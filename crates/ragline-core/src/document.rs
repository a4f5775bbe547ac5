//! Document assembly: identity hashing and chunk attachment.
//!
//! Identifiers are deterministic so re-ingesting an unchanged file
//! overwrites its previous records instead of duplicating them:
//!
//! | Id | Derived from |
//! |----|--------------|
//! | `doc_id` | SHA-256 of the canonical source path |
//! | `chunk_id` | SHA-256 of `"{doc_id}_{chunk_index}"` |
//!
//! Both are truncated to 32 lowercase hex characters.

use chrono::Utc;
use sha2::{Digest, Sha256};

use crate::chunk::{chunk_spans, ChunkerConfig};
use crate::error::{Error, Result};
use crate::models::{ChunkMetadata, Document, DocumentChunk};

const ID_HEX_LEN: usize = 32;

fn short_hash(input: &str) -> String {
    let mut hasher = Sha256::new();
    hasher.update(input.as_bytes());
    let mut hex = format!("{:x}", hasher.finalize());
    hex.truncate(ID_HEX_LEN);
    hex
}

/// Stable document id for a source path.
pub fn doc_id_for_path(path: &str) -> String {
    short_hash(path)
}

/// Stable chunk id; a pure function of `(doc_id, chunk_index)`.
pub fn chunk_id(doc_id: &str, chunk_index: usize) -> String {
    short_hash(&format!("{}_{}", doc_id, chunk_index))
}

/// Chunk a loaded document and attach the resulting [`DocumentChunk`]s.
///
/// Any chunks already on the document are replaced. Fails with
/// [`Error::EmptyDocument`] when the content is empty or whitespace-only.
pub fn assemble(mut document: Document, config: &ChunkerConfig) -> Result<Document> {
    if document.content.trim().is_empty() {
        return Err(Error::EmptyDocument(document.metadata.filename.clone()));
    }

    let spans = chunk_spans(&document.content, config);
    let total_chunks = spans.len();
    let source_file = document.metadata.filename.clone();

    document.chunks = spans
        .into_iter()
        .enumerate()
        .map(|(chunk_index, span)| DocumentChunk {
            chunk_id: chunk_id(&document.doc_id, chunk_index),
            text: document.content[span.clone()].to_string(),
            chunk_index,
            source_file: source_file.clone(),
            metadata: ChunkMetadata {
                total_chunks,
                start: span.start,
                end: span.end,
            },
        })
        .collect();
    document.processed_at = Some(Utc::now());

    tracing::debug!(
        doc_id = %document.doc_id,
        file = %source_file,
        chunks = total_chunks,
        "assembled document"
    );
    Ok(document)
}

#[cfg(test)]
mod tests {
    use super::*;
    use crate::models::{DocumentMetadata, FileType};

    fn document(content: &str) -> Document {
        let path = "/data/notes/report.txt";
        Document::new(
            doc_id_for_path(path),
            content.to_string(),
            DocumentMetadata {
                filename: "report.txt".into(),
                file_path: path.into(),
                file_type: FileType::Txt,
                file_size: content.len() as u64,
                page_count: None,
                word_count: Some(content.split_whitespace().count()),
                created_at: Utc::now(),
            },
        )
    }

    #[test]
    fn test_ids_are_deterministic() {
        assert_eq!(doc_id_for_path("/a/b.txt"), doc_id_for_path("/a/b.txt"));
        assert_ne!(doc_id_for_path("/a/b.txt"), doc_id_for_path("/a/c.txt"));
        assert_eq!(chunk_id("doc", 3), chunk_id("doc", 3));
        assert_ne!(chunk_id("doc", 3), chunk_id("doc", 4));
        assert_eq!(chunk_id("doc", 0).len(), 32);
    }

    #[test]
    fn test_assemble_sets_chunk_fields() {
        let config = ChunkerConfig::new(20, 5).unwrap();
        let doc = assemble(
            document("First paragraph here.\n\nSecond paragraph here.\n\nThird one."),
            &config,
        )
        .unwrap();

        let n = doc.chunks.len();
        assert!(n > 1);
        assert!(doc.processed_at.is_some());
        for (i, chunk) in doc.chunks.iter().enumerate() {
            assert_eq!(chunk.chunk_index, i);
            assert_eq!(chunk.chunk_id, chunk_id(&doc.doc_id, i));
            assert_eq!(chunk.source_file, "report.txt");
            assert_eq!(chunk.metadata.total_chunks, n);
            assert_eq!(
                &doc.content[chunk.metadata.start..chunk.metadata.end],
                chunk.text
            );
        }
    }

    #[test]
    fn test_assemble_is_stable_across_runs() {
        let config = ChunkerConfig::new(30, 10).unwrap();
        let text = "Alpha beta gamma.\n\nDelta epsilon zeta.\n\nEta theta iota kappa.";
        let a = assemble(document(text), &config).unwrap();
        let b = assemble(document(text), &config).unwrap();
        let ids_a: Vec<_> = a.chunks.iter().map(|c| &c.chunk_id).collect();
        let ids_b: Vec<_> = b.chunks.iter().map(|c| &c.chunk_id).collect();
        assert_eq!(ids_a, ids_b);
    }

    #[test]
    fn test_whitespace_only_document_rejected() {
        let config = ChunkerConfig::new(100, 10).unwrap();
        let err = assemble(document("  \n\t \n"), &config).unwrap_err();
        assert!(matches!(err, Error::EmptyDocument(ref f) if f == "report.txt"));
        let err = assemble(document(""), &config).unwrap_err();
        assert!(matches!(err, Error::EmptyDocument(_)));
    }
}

== TASK DESCRIPTION ==
Where a line in the listing holds the string "DocumentMetadata", include it in the count, then report the total alone.

== ANSWER ==
2